Output the records that follow, keeping every line exactly as it is.

.....

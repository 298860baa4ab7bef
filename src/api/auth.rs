use axum::{
    Json,
    extract::{FromRequestParts, State},
    http::{
        HeaderMap,
        header::{AUTHORIZATION, COOKIE, SET_COOKIE},
        request::Parts,
    },
    response::{AppendHeaders, IntoResponse},
};
use chrono::Utc;
use std::convert::Infallible;
use std::sync::Arc;
use tower_sessions::cookie::{Cookie, SameSite};

use super::validation::validate_login;
use super::{ApiError, ApiResponse, AppState, LoginRequest, LoginResponse, MessageResponse};
use crate::config::ServerConfig;

// ============================================================================
// Bearer token extraction
// ============================================================================

/// The bearer token presented with a request, if any.
///
/// Looked up in this order:
/// 1. The token cookie set at login
/// 2. `Authorization: Bearer <token>` header
///
/// Absence is not a rejection here; the gateway decides what a missing token
/// means for the call being made.
#[derive(Debug, Clone, Default)]
pub struct BearerToken(pub Option<String>);

impl BearerToken {
    #[must_use]
    pub fn as_deref(&self) -> Option<&str> {
        self.0.as_deref()
    }
}

impl FromRequestParts<Arc<AppState>> for BearerToken {
    type Rejection = Infallible;

    async fn from_request_parts(
        parts: &mut Parts,
        state: &Arc<AppState>,
    ) -> Result<Self, Self::Rejection> {
        let cookie_name = &state.config().server.cookie_name;
        let (token, credential) = match token_from_cookie(&parts.headers, cookie_name) {
            Some(token) => (Some(token), "cookie"),
            None => match token_from_authorization(&parts.headers) {
                Some(token) => (Some(token), "bearer"),
                None => (None, "none"),
            },
        };

        tracing::Span::current().record("credential", credential);
        Ok(Self(token))
    }
}

fn token_from_cookie(headers: &HeaderMap, cookie_name: &str) -> Option<String> {
    headers
        .get_all(COOKIE)
        .iter()
        .filter_map(|value| value.to_str().ok())
        .flat_map(|header| Cookie::split_parse(header.to_string()))
        .filter_map(Result::ok)
        .find(|cookie| cookie.name() == cookie_name)
        .map(|cookie| cookie.value().to_string())
        .filter(|value| !value.is_empty())
}

fn token_from_authorization(headers: &HeaderMap) -> Option<String> {
    headers
        .get(AUTHORIZATION)
        .and_then(|value| value.to_str().ok())
        .and_then(|value| value.strip_prefix("Bearer "))
        .map(|token| token.trim().to_string())
        .filter(|token| !token.is_empty())
}

// ============================================================================
// Cookies
// ============================================================================

/// HttpOnly, site-wide token cookie that lives exactly as long as the token.
#[must_use]
pub fn token_cookie(server: &ServerConfig, token: &str, max_age_seconds: i64) -> Cookie<'static> {
    Cookie::build((server.cookie_name.clone(), token.to_string()))
        .http_only(true)
        .secure(server.secure_cookies)
        .same_site(SameSite::Lax)
        .path("/")
        .max_age(time::Duration::seconds(max_age_seconds.max(0)))
        .build()
}

#[must_use]
pub fn removal_cookie(server: &ServerConfig) -> Cookie<'static> {
    let mut cookie = Cookie::build((server.cookie_name.clone(), String::new()))
        .http_only(true)
        .secure(server.secure_cookies)
        .same_site(SameSite::Lax)
        .path("/")
        .build();
    cookie.make_removal();
    cookie
}

// ============================================================================
// Handlers
// ============================================================================

/// POST /auth/login
/// Authenticate with username and password; the token is set as a cookie
pub async fn login(
    State(state): State<Arc<AppState>>,
    Json(payload): Json<LoginRequest>,
) -> Result<impl IntoResponse, ApiError> {
    validate_login(&payload.username, &payload.password)?;

    let outcome = state
        .auth()
        .login(&payload.username, &payload.password)
        .await?;

    let max_age = (outcome.expires_at - Utc::now()).num_seconds();
    let cookie = token_cookie(&state.config().server, &outcome.token, max_age);

    Ok((
        AppendHeaders([(SET_COOKIE, cookie.to_string())]),
        Json(ApiResponse::success(LoginResponse {
            message: outcome.message,
            expires_at: outcome.expires_at,
        })),
    ))
}

/// POST /auth/logout
/// Revoke the presented token and clear the cookie
pub async fn logout(
    State(state): State<Arc<AppState>>,
    token: BearerToken,
) -> Result<impl IntoResponse, ApiError> {
    state.auth().logout(token.as_deref()).await?;

    let cookie = removal_cookie(&state.config().server);
    Ok((
        AppendHeaders([(SET_COOKIE, cookie.to_string())]),
        Json(ApiResponse::success(MessageResponse::new("Logged out"))),
    ))
}

#[cfg(test)]
mod tests {
    use super::*;
    use axum::http::HeaderValue;

    #[test]
    fn test_token_from_cookie() {
        let mut headers = HeaderMap::new();
        headers.insert(
            COOKIE,
            HeaderValue::from_static("theme=dark; gatehouse_token=abc123; other=1"),
        );
        assert_eq!(
            token_from_cookie(&headers, "gatehouse_token"),
            Some("abc123".to_string())
        );
        assert_eq!(token_from_cookie(&headers, "missing"), None);
    }

    #[test]
    fn test_token_from_authorization() {
        let mut headers = HeaderMap::new();
        headers.insert(AUTHORIZATION, HeaderValue::from_static("Bearer  xyz "));
        assert_eq!(token_from_authorization(&headers), Some("xyz".to_string()));

        headers.insert(AUTHORIZATION, HeaderValue::from_static("Basic xyz"));
        assert_eq!(token_from_authorization(&headers), None);

        headers.insert(AUTHORIZATION, HeaderValue::from_static("Bearer "));
        assert_eq!(token_from_authorization(&headers), None);
    }

    #[test]
    fn test_token_cookie_attributes() {
        let server = ServerConfig::default();
        let rendered = token_cookie(&server, "abc", 3600).to_string();

        assert!(rendered.starts_with("gatehouse_token=abc"));
        assert!(rendered.contains("HttpOnly"));
        assert!(rendered.contains("Secure"));
        assert!(rendered.contains("SameSite=Lax"));
        assert!(rendered.contains("Path=/"));
        assert!(rendered.contains("Max-Age=3600"));
    }

    #[test]
    fn test_insecure_cookie_for_local_dev() {
        let server = ServerConfig {
            secure_cookies: false,
            ..ServerConfig::default()
        };
        let rendered = token_cookie(&server, "abc", 60).to_string();
        assert!(!rendered.contains("Secure"));
    }

    #[test]
    fn test_removal_cookie_expires() {
        let rendered = removal_cookie(&ServerConfig::default()).to_string();
        assert!(rendered.starts_with("gatehouse_token=;"));
        assert!(rendered.contains("Max-Age=0"));
    }
}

.....

- [SOLUTION TO THIS PROBLEM]:
repository 298860baa4ab7bef
filename src/api/auth.rs
use axum::{
    Json,
    extract::{FromRequestParts, State},
    http::{
        HeaderMap,
        header::{AUTHORIZATION, COOKIE, SET_COOKIE},
        request::Parts,
    },
    response::{AppendHeaders, IntoResponse},
};
use chrono::Utc;
use std::convert::Infallible;
use std::sync::Arc;
use tower_sessions::cookie::{Cookie, SameSite};

use super::validation::validate_login;
use super::{ApiError, ApiResponse, AppState, LoginRequest, LoginResponse, MessageResponse};
use crate::config::ServerConfig;

// ============================================================================
// Bearer token extraction
// ============================================================================

/// The bearer token presented with a request, if any.
///
/// Looked up in this order:
/// 1. The token cookie set at login
/// 2. `Authorization: Bearer <token>` header
///
/// Absence is not a rejection here; the gateway decides what a missing token
/// means for the call being made.
#[derive(Debug, Clone, Default)]
pub struct BearerToken(pub Option<String>);

impl BearerToken {
    #[must_use]
    pub fn as_deref(&self) -> Option<&str> {
        self.0.as_deref()
    }
}

impl FromRequestParts<Arc<AppState>> for BearerToken {
    type Rejection = Infallible;

    async fn from_request_parts(
        parts: &mut Parts,
        state: &Arc<AppState>,
    ) -> Result<Self, Self::Rejection> {
        let cookie_name = &state.config().server.cookie_name;
        let (token, credential) = match token_from_cookie(&parts.headers, cookie_name) {
            Some(token) => (Some(token), "cookie"),
            None => match token_from_authorization(&parts.headers) {
                Some(token) => (Some(token), "bearer"),
                None => (None, "none"),
            },
        };

        tracing::Span::current().record("credential", credential);
        Ok(Self(token))
    }
}

fn token_from_cookie(headers: &HeaderMap, cookie_name: &str) -> Option<String> {
    headers
        .get_all(COOKIE)
        .iter()
        .filter_map(|value| value.to_str().ok())
        .flat_map(|header| Cookie::split_parse(header.to_string()))
        .filter_map(Result::ok)
        .find(|cookie| cookie.name() == cookie_name)
        .map(|cookie| cookie.value().to_string())
        .filter(|value| !value.is_empty())
}

fn token_from_authorization(headers: &HeaderMap) -> Option<String> {
    headers
        .get(AUTHORIZATION)
        .and_then(|value| value.to_str().ok())
        .and_then(|value| value.strip_prefix("Bearer "))
        .map(|token| token.trim().to_string())
        .filter(|token| !token.is_empty())
}

// ============================================================================
// Cookies
// ============================================================================

/// HttpOnly, site-wide token cookie that lives exactly as long as the token.
#[must_use]
pub fn token_cookie(server: &ServerConfig, token: &str, max_age_seconds: i64) -> Cookie<'static> {
    Cookie::build((server.cookie_name.clone(), token.to_string()))
        .http_only(true)
        .secure(server.secure_cookies)
        .same_site(SameSite::Lax)
        .path("/")
        .max_age(time::Duration::seconds(max_age_seconds.max(0)))
        .build()
}

#[must_use]
pub fn removal_cookie(server: &ServerConfig) -> Cookie<'static> {
    let mut cookie = Cookie::build((server.cookie_name.clone(), String::new()))
        .http_only(true)
        .secure(server.secure_cookies)
        .same_site(SameSite::Lax)
        .path("/")
        .build();
    cookie.make_removal();
    cookie
}

// ============================================================================
// Handlers
// ============================================================================

/// POST /auth/login
/// Authenticate with username and password; the token is set as a cookie
pub async fn login(
    State(state): State<Arc<AppState>>,
    Json(payload): Json<LoginRequest>,
) -> Result<impl IntoResponse, ApiError> {
    validate_login(&payload.username, &payload.password)?;

    let outcome = state
        .auth()
        .login(&payload.username, &payload.password)
        .await?;

    let max_age = (outcome.expires_at - Utc::now()).num_seconds();
    let cookie = token_cookie(&state.config().server, &outcome.token, max_age);

    Ok((
        AppendHeaders([(SET_COOKIE, cookie.to_string())]),
        Json(ApiResponse::success(LoginResponse {
            message: outcome.message,
            expires_at: outcome.expires_at,
        })),
    ))
}

/// POST /auth/logout
/// Revoke the presented token and clear the cookie
pub async fn logout(
    State(state): State<Arc<AppState>>,
    token: BearerToken,
) -> Result<impl IntoResponse, ApiError> {
    state.auth().logout(token.as_deref()).await?;

    let cookie = removal_cookie(&state.config().server);
    Ok((
        AppendHeaders([(SET_COOKIE, cookie.to_string())]),
        Json(ApiResponse::success(MessageResponse::new("Logged out"))),
    ))
}

#[cfg(test)]
mod tests {
    use super::*;
    use axum::http::HeaderValue;

    #[test]
    fn test_token_from_cookie() {
        let mut headers = HeaderMap::new();
        headers.insert(
            COOKIE,
            HeaderValue::from_static("theme=dark; gatehouse_token=abc123; other=1"),
        );
        assert_eq!(
            token_from_cookie(&headers, "gatehouse_token"),
            Some("abc123".to_string())
        );
        assert_eq!(token_from_cookie(&headers, "missing"), None);
    }

    #[test]
    fn test_token_from_authorization() {
        let mut headers = HeaderMap::new();
        headers.insert(AUTHORIZATION, HeaderValue::from_static("Bearer  xyz "));
        assert_eq!(token_from_authorization(&headers), Some("xyz".to_string()));

        headers.insert(AUTHORIZATION, HeaderValue::from_static("Basic xyz"));
        assert_eq!(token_from_authorization(&headers), None);

        headers.insert(AUTHORIZATION, HeaderValue::from_static("Bearer "));
        assert_eq!(token_from_authorization(&headers), None);
    }

    #[test]
    fn test_token_cookie_attributes() {
        let server = ServerConfig::default();
        let rendered = token_cookie(&server, "abc", 3600).to_string();

        assert!(rendered.starts_with("gatehouse_token=abc"));
        assert!(rendered.contains("HttpOnly"));
        assert!(rendered.contains("Secure"));
        assert!(rendered.contains("SameSite=Lax"));
        assert!(rendered.contains("Path=/"));
        assert!(rendered.contains("Max-Age=3600"));
    }

    #[test]
    fn test_insecure_cookie_for_local_dev() {
        let server = ServerConfig {
            secure_cookies: false,
            ..ServerConfig::default()
        };
        let rendered = token_cookie(&server, "abc", 60).to_string();
        assert!(!rendered.contains("Secure"));
    }

    #[test]
    fn test_removal_cookie_expires() {
        let rendered = removal_cookie(&ServerConfig::default()).to_string();
        assert!(rendered.starts_with("gatehouse_token=;"));
        assert!(rendered.contains("Max-Age=0"));
    }
}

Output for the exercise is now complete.